Le créateur du World Wide Web, Tim Berners-Lee, vient de recevoir le prix Alan Turing qui récompense des inventeurs essentiels du monde des sciences informatiques.
Justice est faite : Tim Berners-Lee a reçu le prix Alan Turing de l'Association for Computing Machinery (ACM). Officieusement, cette distinction est considérée comme un véritable Nobel d'informatique.
Tim Berners-Lee est l'inventeur du World Wide Web. Il semble donc logique qu'il soit couronné par un prix portant le nom du père de l'informatique, Alan Turing. Il recevra sa récompense lors d'une cérémonie à San Francisco le 24 juin prochain, accompagné d'une enveloppe d'un million de dollars mis à disposition par Google.
Déjà anobli par la reine d'Angleterre en 2004, c'est une deuxième consécration pour lui. "C'est incroyable de regarder tous les géants de ce domaine, tous les anciens chercheurs en sciences informatiques", a-t-il confié au Guardian. "Et c'est un grand honneur d'être ajouté à la fin de cette liste."
Informaticien un jour, informaticien toujours
En 1990, le premier serveur Web et la première page Web sont mis en ligne sous l'impulsion de Tim Berners-Lee, donnant ainsi naissance au World Wide Web au sein du CERN (Organisation européenne pour la recherche nucléaire). La plus ancienne page conservée remonte au 13 novembre de cette année-là.
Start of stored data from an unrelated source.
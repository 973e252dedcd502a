//! Durable append-only journal of version records
//!
//! One entry per line, prefixed with the SHA256 of the entry text, in the
//! same `checksum  payload` shape as a `sha256sum` listing. Every append is
//! a group of record lines closed by a commit line:
//!
//! ```text
//! 3f1a…e9  {"record":{"entity_id":1,"field_name":"dzial_kod",…}}
//! 9b07…4c  {"record":{"entity_id":1,"field_name":"budzet",…}}
//! c2d8…11  {"commit":{"records":2,"last_seq":2}}
//! ```
//!
//! Records only count once their commit line is on disk. Whatever follows
//! the last commit (a torn line, or whole record lines whose commit never
//! landed) is the remains of an interrupted append. It is dropped and
//! truncated away on open; any other damaged line is reported as corruption.

use std::fs::{self, File, OpenOptions};
use std::io::{Read, Write};
use std::path::{Path, PathBuf};

use serde::{Deserialize, Serialize};
use tracing::{info, warn};

use crate::checksum::Checksum;
use crate::error::{Result, StoreError};
use crate::record::VersionRecord;

const SEPARATOR: &str = "  ";

/// One journal line
#[derive(Debug, Serialize, Deserialize)]
#[serde(rename_all = "snake_case")]
enum Entry<R> {
    Record(R),
    /// Closes the `records` lines before it
    Commit { records: usize, last_seq: u64 },
}

/// File-backed record log
#[derive(Debug)]
pub struct Journal {
    path: PathBuf,
    file: File,
    /// Length of the durable, fully committed prefix
    len: u64,
    sync_on_append: bool,
}

impl Journal {
    /// Open (creating if needed) a journal and replay its committed records
    /// in append order
    pub fn open(
        path: impl AsRef<Path>,
        sync_on_append: bool,
    ) -> Result<(Self, Vec<VersionRecord>)> {
        let path = path.as_ref().to_path_buf();
        if let Some(parent) = path.parent().filter(|p| !p.as_os_str().is_empty()) {
            fs::create_dir_all(parent)?;
        }

        let mut file = OpenOptions::new()
            .create(true)
            .read(true)
            .append(true)
            .open(&path)?;

        let mut content = String::new();
        file.read_to_string(&mut content)?;

        let replay = parse(&content)?;
        if replay.committed_len < content.len() {
            warn!(
                path = %path.display(),
                dropped_bytes = content.len() - replay.committed_len,
                dropped_records = replay.uncommitted,
                "discarding uncommitted journal tail"
            );
            file.set_len(replay.committed_len as u64)?;
        }

        info!(path = %path.display(), records = replay.records.len(), "journal opened");

        let journal = Self {
            path,
            file,
            len: replay.committed_len as u64,
            sync_on_append,
        };
        Ok((journal, replay.records))
    }

    pub fn path(&self) -> &Path {
        &self.path
    }

    /// Length in bytes of the committed journal
    pub fn len(&self) -> u64 {
        self.len
    }

    pub fn is_empty(&self) -> bool {
        self.len == 0
    }

    /// Write records and their commit line as one buffer. On failure the
    /// file is cut back to its previous length, so either every record
    /// lands or none does.
    pub fn append(&mut self, records: &[VersionRecord]) -> Result<()> {
        let Some(last) = records.last() else {
            return Ok(());
        };

        let mut buffer = String::new();
        for record in records {
            push_line(&mut buffer, &Entry::Record(record))?;
        }
        let commit: Entry<&VersionRecord> = Entry::Commit {
            records: records.len(),
            last_seq: last.seq,
        };
        push_line(&mut buffer, &commit)?;

        if let Err(e) = self.write_durably(buffer.as_bytes()) {
            if let Err(rollback) = self.file.set_len(self.len) {
                warn!(path = %self.path.display(), error = %rollback, "journal rollback failed");
            }
            return Err(e.into());
        }

        self.len += buffer.len() as u64;
        Ok(())
    }

    fn write_durably(&mut self, bytes: &[u8]) -> std::io::Result<()> {
        self.file.write_all(bytes)?;
        self.file.flush()?;
        if self.sync_on_append {
            self.file.sync_data()?;
        }
        Ok(())
    }
}

#[cfg(test)]
impl Journal {
    /// Swap the handle for a read-only one so every later write fails
    pub(crate) fn make_read_only(&mut self) -> Result<()> {
        self.file = OpenOptions::new().read(true).open(&self.path)?;
        Ok(())
    }
}

fn push_line(buffer: &mut String, entry: &Entry<&VersionRecord>) -> Result<()> {
    let payload = serde_json::to_string(entry)?;
    buffer.push_str(Checksum::of(&payload).as_str());
    buffer.push_str(SEPARATOR);
    buffer.push_str(&payload);
    buffer.push('\n');
    Ok(())
}

/// Outcome of reading a journal
struct Replay {
    records: Vec<VersionRecord>,
    /// Byte length of the prefix ending with the last commit line
    committed_len: usize,
    /// Complete record lines after the last commit
    uncommitted: usize,
}

fn parse(content: &str) -> Result<Replay> {
    let mut records: Vec<VersionRecord> = Vec::new();
    let mut pending: Vec<VersionRecord> = Vec::new();
    let mut offset = 0;
    let mut committed_len = 0;

    for (index, line) in content.split_inclusive('\n').enumerate() {
        let Some(line_text) = line.strip_suffix('\n') else {
            // torn tail
            break;
        };
        offset += line.len();

        if line_text.trim().is_empty() {
            if pending.is_empty() {
                committed_len = offset;
            }
            continue;
        }

        let line_no = index + 1;
        let corrupt = |reason: String| StoreError::Corrupt {
            line: line_no,
            reason,
        };

        let (hash, payload) = line_text
            .split_once(SEPARATOR)
            .ok_or_else(|| corrupt("missing checksum separator".to_string()))?;
        if !Checksum::from(hash).verify(payload) {
            return Err(corrupt(format!("checksum mismatch (expected {})", hash)));
        }

        let entry: Entry<VersionRecord> = serde_json::from_str(payload)
            .map_err(|e| corrupt(format!("unreadable entry: {}", e)))?;

        match entry {
            Entry::Record(record) => {
                if let Some(previous) = pending.last().or(records.last()) {
                    if record.seq <= previous.seq {
                        return Err(corrupt(format!(
                            "sequence {} does not follow {}",
                            record.seq, previous.seq
                        )));
                    }
                }
                pending.push(record);
            }
            Entry::Commit {
                records: count,
                last_seq,
            } => {
                let closes = pending.last().map(|r| r.seq);
                if count == 0 || count != pending.len() || closes != Some(last_seq) {
                    return Err(corrupt(format!(
                        "commit of {} records through seq {} does not match the {} pending",
                        count,
                        last_seq,
                        pending.len()
                    )));
                }
                records.append(&mut pending);
                committed_len = offset;
            }
        }
    }

    Ok(Replay {
        records,
        committed_len,
        uncommitted: pending.len(),
    })
}

#[cfg(test)]
mod tests {
    use super::*;
    use crate::record::{EntityType, SeriesKey};
    use crate::value::FieldValue;
    use chrono::Utc;
    use rust_decimal::Decimal;
    use tempfile::tempdir;

    fn record(seq: u64, value: &str) -> VersionRecord {
        VersionRecord {
            key: SeriesKey::new(EntityType::PlanningRecord, 1, "nazwa_projektu"),
            value: FieldValue::text(value),
            timestamp: Utc::now(),
            seq,
            version: seq,
            created_by: None,
        }
    }

    fn truncate_by(path: &Path, bytes: u64) {
        let len = fs::metadata(path).unwrap().len();
        let file = OpenOptions::new().write(true).open(path).unwrap();
        file.set_len(len - bytes).unwrap();
    }

    #[test]
    fn test_append_and_replay() {
        let dir = tempdir().unwrap();
        let path = dir.path().join("fields.journal");

        let (mut journal, replayed) = Journal::open(&path, false).unwrap();
        assert!(replayed.is_empty());
        journal.append(&[record(1, "Alpha"), record(2, "Beta")]).unwrap();
        drop(journal);

        let (_, replayed) = Journal::open(&path, false).unwrap();
        assert_eq!(replayed.len(), 2);
        assert_eq!(replayed[1].value, FieldValue::text("Beta"));
    }

    #[test]
    fn test_numeric_record_replays_exactly() {
        let dir = tempdir().unwrap();
        let path = dir.path().join("fields.journal");

        let mut limit = record(1, "");
        limit.key = SeriesKey::new(EntityType::YearRecord, 4, "limit");
        limit.value = FieldValue::Numeric(Decimal::new(1234567890123, 2));

        let (mut journal, _) = Journal::open(&path, false).unwrap();
        journal.append(std::slice::from_ref(&limit)).unwrap();
        drop(journal);

        let (_, replayed) = Journal::open(&path, false).unwrap();
        assert_eq!(replayed, vec![limit]);
    }

    #[test]
    fn test_torn_tail_is_truncated() {
        let dir = tempdir().unwrap();
        let path = dir.path().join("fields.journal");

        let (mut journal, _) = Journal::open(&path, false).unwrap();
        journal.append(&[record(1, "Alpha")]).unwrap();
        drop(journal);

        let intact = fs::metadata(&path).unwrap().len();
        let mut file = OpenOptions::new().append(true).open(&path).unwrap();
        file.write_all(b"deadbeef  {\"record\":{\"entity_ty").unwrap();
        drop(file);

        let (mut journal, replayed) = Journal::open(&path, false).unwrap();
        assert_eq!(replayed.len(), 1);
        assert_eq!(fs::metadata(&path).unwrap().len(), intact);

        journal.append(&[record(2, "Beta")]).unwrap();
        drop(journal);
        let (_, replayed) = Journal::open(&path, false).unwrap();
        assert_eq!(replayed.len(), 2);
    }

    #[test]
    fn test_batch_cut_inside_last_line_is_dropped_whole() {
        let dir = tempdir().unwrap();
        let path = dir.path().join("fields.journal");

        let (mut journal, _) = Journal::open(&path, false).unwrap();
        journal.append(&[record(1, "Alpha")]).unwrap();
        let intact = journal.len();
        journal
            .append(&[record(2, "Beta"), record(3, "Gamma"), record(4, "Delta")])
            .unwrap();
        drop(journal);

        truncate_by(&path, 20);

        let (journal, replayed) = Journal::open(&path, false).unwrap();
        assert_eq!(replayed.len(), 1);
        assert_eq!(replayed[0].seq, 1);
        assert_eq!(journal.len(), intact);
        assert_eq!(fs::metadata(&path).unwrap().len(), intact);
    }

    #[test]
    fn test_records_without_commit_are_dropped() {
        let dir = tempdir().unwrap();
        let path = dir.path().join("fields.journal");

        let (mut journal, _) = Journal::open(&path, false).unwrap();
        journal.append(&[record(1, "Alpha"), record(2, "Beta")]).unwrap();
        drop(journal);

        // cut exactly at the start of the commit line
        let content = fs::read_to_string(&path).unwrap();
        let commit_start = content.trim_end_matches('\n').rfind('\n').unwrap() + 1;
        truncate_by(&path, (content.len() - commit_start) as u64);

        let (_, replayed) = Journal::open(&path, false).unwrap();
        assert!(replayed.is_empty());
        assert_eq!(fs::metadata(&path).unwrap().len(), 0);
    }

    #[test]
    fn test_tampered_line_is_corruption() {
        let dir = tempdir().unwrap();
        let path = dir.path().join("fields.journal");

        let (mut journal, _) = Journal::open(&path, false).unwrap();
        journal.append(&[record(1, "Alpha")]).unwrap();
        drop(journal);

        let content = fs::read_to_string(&path).unwrap().replace("Alpha", "Omega");
        fs::write(&path, content).unwrap();

        let err = Journal::open(&path, false).unwrap_err();
        assert!(matches!(err, StoreError::Corrupt { line: 1, .. }));
        assert!(err.is_storage());
    }

    #[test]
    fn test_sequence_going_backwards_is_corruption() {
        let dir = tempdir().unwrap();
        let path = dir.path().join("fields.journal");

        let (mut journal, _) = Journal::open(&path, false).unwrap();
        journal.append(&[record(5, "Alpha")]).unwrap();
        journal.append(&[record(3, "Beta")]).unwrap();
        drop(journal);

        let err = Journal::open(&path, false).unwrap_err();
        assert!(matches!(err, StoreError::Corrupt { line: 3, .. }));
    }

    #[test]
    fn test_failed_write_leaves_file_unchanged() {
        let dir = tempdir().unwrap();
        let path = dir.path().join("fields.journal");

        let (mut journal, _) = Journal::open(&path, false).unwrap();
        journal.append(&[record(1, "Alpha")]).unwrap();
        let before = journal.len();

        journal.make_read_only().unwrap();
        let err = journal.append(&[record(2, "Beta")]).unwrap_err();
        assert!(err.is_storage());
        assert_eq!(journal.len(), before);
        assert_eq!(fs::metadata(&path).unwrap().len(), before);
        drop(journal);

        let (_, replayed) = Journal::open(&path, false).unwrap();
        assert_eq!(replayed.len(), 1);
    }
}
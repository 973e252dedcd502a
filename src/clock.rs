//! Clocks used by the store to stamp appended records

use chrono::{DateTime, Duration, TimeZone, Utc};
use parking_lot::Mutex;

/// Source of commit timestamps.
///
/// Nothing here promises monotonicity: two reads may return the same
/// instant, or an earlier one after a wall-clock adjustment.
pub trait Clock: Send + Sync {
    fn now(&self) -> DateTime<Utc>;
}

/// Wall-clock time
#[derive(Debug, Default, Clone, Copy)]
pub struct SystemClock;

impl Clock for SystemClock {
    fn now(&self) -> DateTime<Utc> {
        Utc::now()
    }
}

/// A clock that only moves when told to
#[derive(Debug)]
pub struct ManualClock {
    current: Mutex<DateTime<Utc>>,
}

impl ManualClock {
    pub fn new(start: DateTime<Utc>) -> Self {
        Self {
            current: Mutex::new(start),
        }
    }

    /// Start at 2024-01-01T00:00:00Z
    pub fn epoch() -> Self {
        Self::new(Utc.with_ymd_and_hms(2024, 1, 1, 0, 0, 0).single().unwrap_or_default())
    }

    pub fn set(&self, instant: DateTime<Utc>) {
        *self.current.lock() = instant;
    }

    /// Move forward (or backward, for a negative step) and return the new time
    pub fn advance(&self, step: Duration) -> DateTime<Utc> {
        let mut current = self.current.lock();
        *current += step;
        *current
    }
}

impl Default for ManualClock {
    fn default() -> Self {
        Self::epoch()
    }
}

impl Clock for ManualClock {
    fn now(&self) -> DateTime<Utc> {
        *self.current.lock()
    }
}

#[cfg(test)]
mod tests {
    use super::*;

    #[test]
    fn test_manual_clock_moves_only_on_demand() {
        let clock = ManualClock::epoch();
        let t0 = clock.now();
        assert_eq!(clock.now(), t0);

        let t1 = clock.advance(Duration::seconds(5));
        assert_eq!(t1 - t0, Duration::seconds(5));

        clock.advance(Duration::seconds(-10));
        assert!(clock.now() < t0);
    }
}
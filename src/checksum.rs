//! Checksum utilities for journal integrity verification

use sha2::{Digest, Sha256};
use std::fmt;

/// SHA256 checksum of one journal entry
#[derive(Debug, Clone, PartialEq, Eq, Hash)]
pub struct Checksum(String);

impl Checksum {
    /// Compute checksum from raw bytes
    pub fn from_bytes(data: &[u8]) -> Self {
        let hash = Sha256::digest(data);
        Self(format!("{:x}", hash))
    }

    /// Compute checksum of a string
    pub fn of(content: &str) -> Self {
        Self::from_bytes(content.as_bytes())
    }

    /// Get the hex string representation
    pub fn as_str(&self) -> &str {
        &self.0
    }

    /// Verify that content matches this checksum
    pub fn verify(&self, content: &str) -> bool {
        *self == Self::of(content)
    }
}

impl fmt::Display for Checksum {
    fn fmt(&self, f: &mut fmt::Formatter<'_>) -> fmt::Result {
        write!(f, "{}", self.0)
    }
}

impl From<&str> for Checksum {
    fn from(s: &str) -> Self {
        Self(s.to_ascii_lowercase())
    }
}

#[cfg(test)]
mod tests {
    use super::*;

    #[test]
    fn test_checksum_consistency() {
        let content = r#"{"field_name":"limit","seq":1}"#;
        assert_eq!(Checksum::of(content), Checksum::of(content));
        assert_eq!(Checksum::of(content).as_str().len(), 64);
    }

    #[test]
    fn test_checksum_verification() {
        let content = r#"{"field_name":"limit"}"#;
        let checksum = Checksum::of(content);
        assert!(checksum.verify(content));
        assert!(!checksum.verify(r#"{"field_name":"potrzeba"}"#));

        let parsed = Checksum::from(checksum.as_str().to_uppercase().as_str());
        assert_eq!(parsed, checksum);
    }
}
//! Versioned Field Store
//!
//! Records the evolving values of the attributes of budget-planning entities
//! without ever overwriting anything, and detects lost updates between
//! concurrent editors.
//!
//! ## Features
//!
//! - **Append-only series**: every edit appends a [`VersionRecord`]; nothing is mutated
//! - **Derived current value**: the latest value is recomputed from the series on each read
//! - **Deterministic ordering**: records order by `(timestamp, seq)`, so ties still resolve
//! - **Conflict detection**: report versions committed after a client's last-seen timestamp
//! - **Compare-and-append**: check and append under one lock to close the check-then-write race
//! - **Durable journal**: optional checksummed JSON-lines log; a batch replays whole or not at all
//!
//! ## Layout
//!
//! ```text
//! (entity_type, entity_id, field_name, lane)   one series
//! ├── v1  "Alpha"  2024-01-01T10:00:00Z  seq 1  user#3
//! ├── v2  "Beta"   2024-01-01T10:05:00Z  seq 9  user#4
//! └── …                                         newest = max (timestamp, seq)
//! ```
//!
//! Values live in one of three lanes: text, numeric (two decimal places) or
//! foreign key (string code or integer id). [`FieldSchema`] decides which
//! lane a field uses.

pub mod checksum;
pub mod clock;
pub mod config;
pub mod conflict;
pub mod editor;
pub mod error;
pub mod history;
pub mod journal;
pub mod record;
pub mod resolve;
pub mod schema;
pub mod store;
pub mod value;

pub use clock::{Clock, ManualClock, SystemClock};
pub use config::StoreConfig;
pub use conflict::{Conflict, Precondition};
pub use editor::{
    AuthProvider, CellEditor, CellUpdate, EntityRegistrar, FixedActor, InMemoryRegistrar,
};
pub use error::{Result, StoreError};
pub use record::{EntityType, HistoryEntry, SeriesKey, UserId, VersionRecord};
pub use schema::FieldSchema;
pub use store::VersionStore;
pub use value::{CellValue, FieldKind, FieldValue, Lane};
Se doutait-il de la révolution que cette simple page provoquerait ? Probablement pas, mais ce qui est sûr, c'est qu'il imaginait sa création comme un lieu de totale liberté. "L'idée était qu'il s'agissait d'un lieu universel, qui ne devait pas avoir de limites, de barrières", raconte-t-il au Guardian. "On devait pouvoir tout y mettre, des notes gribouillées au chef-d'œuvre final. On devrait pouvoir tout mettre sur le Web."
À 61 ans, Tim Berners-Lee est loin d'avoir abandonné son invention. Il est toujours président du World Wide Web Consortium (W3C) qu'il a fondé en 1994 et s'intéresse plus que jamais aux évolutions de sa création.
Défendre les valeurs du Web
L'actualité, d'ailleurs, l'inquiète beaucoup. Protection de la vie privée, neutralité du Net, liberté d'accès à l'information sont autant de valeurs qu'il défend et qu'il voit menacées aujourd'hui. "La vie privée n'est pas une notion partisane", confie-t-il au Guardian. "Je suis choqué que le Parti républicain ait réussi à suggérer qu'il faille s'en débarrasser." Le 12 mars 2017, à l'occasion du 28e anniversaire du Web, Tim Berners-Lee publiait une tribune. Il y pointait du doigt trois problèmes qui l'inquiètent beaucoup.
"La vie privée n'est pas une notion partisane"
D'abord, la perte du contrôle de nos données personnelles. Pour Tim Berners-Lee, l'idée de départ n'est pas fondamentalement stupide à nos yeux – échanger quelques données contre un service gratuit – mais les entreprises ne laissent aucun contrôle aux internautes sur la gestion de ces données, et de qui les récupère. Il mentionne aussi les fake news : "En exploitant cette science des données [des réseaux sociaux et moteurs de recherche], des personnes mal intentionnées peuvent truquer ce système pour répandre la désinformation et obtenir des profits financiers ou politiques."
Enfin, il alerte sur la publicité politique, devenue bien trop répandue et insidieuse. Et conclut : "Pour construire le Web, il a fallu notre participation à tous, et c’est à nous tous, désormais, de construire le Web que nous voulons – pour tous." Au travail.